I have one pinion Fap bike

frame - Nicolai Fat Argon Pinion color city camo dizy
fork - German:A Flame Wide / Salsa Makwa
seat post - KS lev 150мм
saddle - Ergon SME3 Pro Carbon 
headset - Hope 
stem - enve mtb 55mm
handlebar - enve RSR
grips - Ergon GA1 evo
system - Pinion p 1.12
sprockets - 2 x Carbongates CDX 39t 
belt - 122t CDX
bash guard - SRAM Truvativ
shifter -- pinion
pedals - Spank oozy
brakes - Formula T1 discs 180мм 
wheelset I9, sapim cx, Nextie 65mm 
tires - 45 NRTH Vanhelga/ maxxis Mammoth/ D4


----------



## TPA8580 (Apr 19, 2009)

andrepsz said:


> Can anyone share with me a blueprint (technical drawing) of the 'pinion receiver plate' with all the bolts placements the is attached to the frame? Or somewhere where I can find this information? Also...is it standard for all pinion boxes?

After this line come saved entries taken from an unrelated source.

//! Error types for the FINS protocol layer.
//!
//! [`FinsError`] covers everything that can go wrong between building a frame
//! and getting words back from the PLC: transport failures, malformed replies,
//! and non-zero end codes reported by the PLC itself.

use std::io;
use thiserror::Error;

/// Result type alias for FINS operations.
pub type Result<T> = std::result::Result<T, FinsError>;

/// Errors that can occur during FINS communication.
#[derive(Debug, Error)]
pub enum FinsError {
    /// The PLC answered with a non-zero end code.
    #[error("PLC error 0x{code:04X}: {message}")]
    Protocol {
        /// End code with the relay/non-fatal flag bits masked off.
        code: u16,
        /// Human-readable description from the end-code table.
        message: String,
    },

    /// Invalid parameter provided.
    #[error("Invalid parameter '{parameter}': {reason}")]
    InvalidParameter {
        /// Name of the invalid parameter.
        parameter: String,
        /// Description of why the parameter is invalid.
        reason: String,
    },

    /// Invalid response received from PLC.
    #[error("Invalid response: {reason}")]
    InvalidResponse {
        /// Description of the response error.
        reason: String,
    },

    /// No reply arrived before the transport timeout expired.
    #[error("Communication timeout")]
    Timeout,

    /// I/O error during communication.
    #[error("I/O error: {0}")]
    Io(#[from] io::Error),

    /// Service ID mismatch between request and response.
    #[error("SID mismatch: expected 0x{expected:02X}, received 0x{received:02X}")]
    SidMismatch {
        /// Expected SID value.
        expected: u8,
        /// Received SID value.
        received: u8,
    },
}

impl FinsError {
    /// Creates a `Protocol` error, looking the message up in the end-code table.
    pub fn protocol(code: u16) -> Self {
        Self::Protocol {
            code,
            message: end_code_message(code),
        }
    }

    /// Creates a new `InvalidParameter` error.
    pub fn invalid_parameter(parameter: impl Into<String>, reason: impl Into<String>) -> Self {
        Self::InvalidParameter {
            parameter: parameter.into(),
            reason: reason.into(),
        }
    }

    /// Creates a new `InvalidResponse` error.
    pub fn invalid_response(reason: impl Into<String>) -> Self {
        Self::InvalidResponse {
            reason: reason.into(),
        }
    }

    /// Creates a new `SidMismatch` error.
    pub fn sid_mismatch(expected: u8, received: u8) -> Self {
        Self::SidMismatch { expected, received }
    }

    /// Returns whether the error is a transport timeout.
    ///
    /// Handshake flag access retries on this kind only.
    pub fn is_timeout(&self) -> bool {
        matches!(self, Self::Timeout)
    }
}

/// End codes and their descriptions.
///
/// Grouped by main code: local node, destination node, controller, service,
/// routing, command format, parameter, read-only, mode, environment, access.
const END_CODES: &[(u16, &str)] = &[
    (0x0001, "service canceled"),
    (0x0101, "local node not in network"),
    (0x0102, "token timeout"),
    (0x0103, "retries failed"),
    (0x0104, "too many send frames"),
    (0x0105, "node address range error"),
    (0x0106, "node address duplication"),
    (0x0201, "destination node not in network"),
    (0x0202, "unit missing"),
    (0x0203, "third node missing"),
    (0x0204, "destination node busy"),
    (0x0205, "response timeout"),
    (0x0301, "communications controller error"),
    (0x0302, "CPU unit error"),
    (0x0303, "controller error"),
    (0x0304, "unit number error"),
    (0x0401, "undefined command"),
    (0x0402, "not supported by model/version"),
    (0x0501, "destination address setting error"),
    (0x0502, "no routing tables"),
    (0x0503, "routing table error"),
    (0x0504, "too many relays"),
    (0x1001, "command too long"),
    (0x1002, "command too short"),
    (0x1003, "elements/data don't match"),
    (0x1004, "command format error"),
    (0x1005, "header error"),
    (0x1101, "area classification missing"),
    (0x1102, "access size error"),
    (0x1103, "address range error"),
    (0x1104, "address range exceeded"),
    (0x1106, "program missing"),
    (0x1109, "relational error"),
    (0x110A, "duplicate data access"),
    (0x110B, "response too long"),
    (0x110C, "parameter error"),
    (0x2002, "protected"),
    (0x2101, "read-only"),
    (0x2102, "write protected"),
    (0x2201, "not possible in current operating mode"),
    (0x2202, "not possible while running"),
    (0x2301, "file device missing"),
    (0x2302, "memory missing"),
    (0x2502, "memory error"),
    (0x3001, "no access right"),
    (0x4001, "service aborted"),
];

/// Returns the description for an end code.
///
/// Unknown codes produce `"unknown error 0xNNNN"`.
///
/// # Example
///
/// ```
/// use fins_gateway::fins_error_description;
///
/// assert_eq!(fins_error_description(0x1103), "address range error");
/// assert_eq!(fins_error_description(0x7777), "unknown error 0x7777");
/// ```
pub fn fins_error_description(code: u16) -> String {
    end_code_message(code)
}

fn end_code_message(code: u16) -> String {
    END_CODES
        .iter()
        .find(|(known, _)| *known == code)
        .map(|(_, message)| (*message).to_string())
        .unwrap_or_else(|| format!("unknown error 0x{code:04X}"))
}

#[cfg(test)]
mod tests {
    use super::*;

    #[test]
    fn test_protocol_error_display() {
        let err = FinsError::protocol(0x1103);
        assert_eq!(err.to_string(), "PLC error 0x1103: address range error");
    }

    #[test]
    fn test_unknown_end_code() {
        let err = FinsError::protocol(0xABCD);
        assert_eq!(err.to_string(), "PLC error 0xABCD: unknown error 0xABCD");
    }

    #[test]
    fn test_end_code_table_is_unique() {
        for (i, (code, _)) in END_CODES.iter().enumerate() {
            assert!(
                END_CODES[i + 1..].iter().all(|(other, _)| other != code),
                "duplicate end code 0x{code:04X}"
            );
        }
    }

    #[test]
    fn test_timeout_display() {
        let err = FinsError::Timeout;
        assert_eq!(err.to_string(), "Communication timeout");
        assert!(err.is_timeout());
        assert!(!FinsError::protocol(0x0205).is_timeout());
    }

    #[test]
    fn test_sid_mismatch_display() {
        let err = FinsError::sid_mismatch(0x01, 0x02);
        assert_eq!(
            err.to_string(),
            "SID mismatch: expected 0x01, received 0x02"
        );
    }
}
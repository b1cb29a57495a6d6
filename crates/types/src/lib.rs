//! # geofence-types
//!
//! Data types shared by the geofence core and its transports.
//!
//! - **Providers**: `Provider`, `NewProvider`, `ProviderPatch`
//! - **Service areas**: `ServiceArea`, `ServiceAreaPatch`, `AreaGeometry`
//! - **Query results**: `LocatedArea`, `Page`
//!
//! All types are serializable with Serde. Coordinates are always
//! `[longitude, latitude]` pairs.
//!
//! ```rust
//! use geofence_types::area::AreaGeometry;
//!
//! let area: AreaGeometry =
//!     serde_json::from_str("[[0,0],[0,1],[1,1],[1,0],[0,0]]").unwrap();
//! assert_eq!(area.polygons().len(), 1);
//! ```

pub mod area;
pub mod page;
pub mod provider;

pub use area::{AreaGeometry, LocatedArea, RawRing, ServiceArea, ServiceAreaPatch};
pub use page::Page;
pub use provider::{NewProvider, Provider, ProviderPatch};
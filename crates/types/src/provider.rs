use serde::{Deserialize, Serialize};
use uuid::Uuid;

/// A company offering services inside one or more service areas.
#[derive(Debug, Clone, PartialEq, Eq, Serialize, Deserialize)]
pub struct Provider {
    pub id: Uuid,
    /// Display name, unique across providers.
    pub name: String,
    pub email: String,
    /// Digits only.
    pub phone_number: String,
    pub language: String,
    /// Currency code from the configured allow-list (e.g. `USD`).
    pub currency: String,
}

/// Fields required to create a provider.
#[derive(Debug, Clone, PartialEq, Eq, Serialize, Deserialize)]
pub struct NewProvider {
    pub name: String,
    pub email: String,
    pub phone_number: String,
    pub language: String,
    pub currency: String,
}

impl NewProvider {
    /// Materialize the provider under a fresh id.
    pub fn into_provider(self, id: Uuid) -> Provider {
        Provider {
            id,
            name: self.name,
            email: self.email,
            phone_number: self.phone_number,
            language: self.language,
            currency: self.currency,
        }
    }
}

/// Partial provider update. `None` fields keep their stored value.
#[derive(Debug, Clone, Default, PartialEq, Eq, Serialize, Deserialize)]
pub struct ProviderPatch {
    #[serde(default)]
    pub name: Option<String>,
    #[serde(default)]
    pub email: Option<String>,
    #[serde(default)]
    pub phone_number: Option<String>,
    #[serde(default)]
    pub language: Option<String>,
    #[serde(default)]
    pub currency: Option<String>,
}

impl ProviderPatch {
    /// Apply the patch on top of an existing provider, keeping its id.
    pub fn apply(self, current: &Provider) -> Provider {
        Provider {
            id: current.id,
            name: self.name.unwrap_or_else(|| current.name.clone()),
            email: self.email.unwrap_or_else(|| current.email.clone()),
            phone_number: self
                .phone_number
                .unwrap_or_else(|| current.phone_number.clone()),
            language: self.language.unwrap_or_else(|| current.language.clone()),
            currency: self.currency.unwrap_or_else(|| current.currency.clone()),
        }
    }
}

impl From<NewProvider> for ProviderPatch {
    fn from(full: NewProvider) -> Self {
        Self {
            name: Some(full.name),
            email: Some(full.email),
            phone_number: Some(full.phone_number),
            language: Some(full.language),
            currency: Some(full.currency),
        }
    }
}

So I don't have a drawing for the bolts placements. I can however say that the bolt placement for all pinion gearboxes are the same.


----------



## TPA8580 (Apr 19, 2009)

So guys the crazy lads over at Zerode did it again and have created the Enduro dream bike for me. Light weight and with a 12 speed Pinion Gear box. Hope it come in different colours though as I have kinda tired of the Neon yellow. Zerode Taniwha - Crankworx Rotorua 2016 - Pinkbike. My only beef with my current bike is that it weighs a ton. Mostly because of the beefy aluminium frame. Also the guys at Ventana seem to have found Pinion as well as they made this rather good looking bike, https://www.facebook.com/ventanausa/photos/pcb.973620582693179/973620172693220/?type=3


----------



## PUNKY (Apr 26, 2010)

^Stealth appears to be the other colour option coming out. Also +1 for 8.5x2.5 shock spec. I need to figure out reach on a few other bikes first

Pinion being able to use Shimano or SRAM trigger would be awesome for myself. Only really like the ODI TLD grips at the moment


----------



## Davide (Jan 29, 2004)

tonymtber said:


> Thanks for that. I'm hoping the Trail mountain spirit will come in around 12.5 with some carbon bits and custom wheels. I'd did see somewhere on their website they are around 11.5 with and "old-school" drive line.
> 
> Starting to figure out their website. Ideally i would like to order the frame, gearbox, driveline parts and hubs and build up the rest with the parts i want.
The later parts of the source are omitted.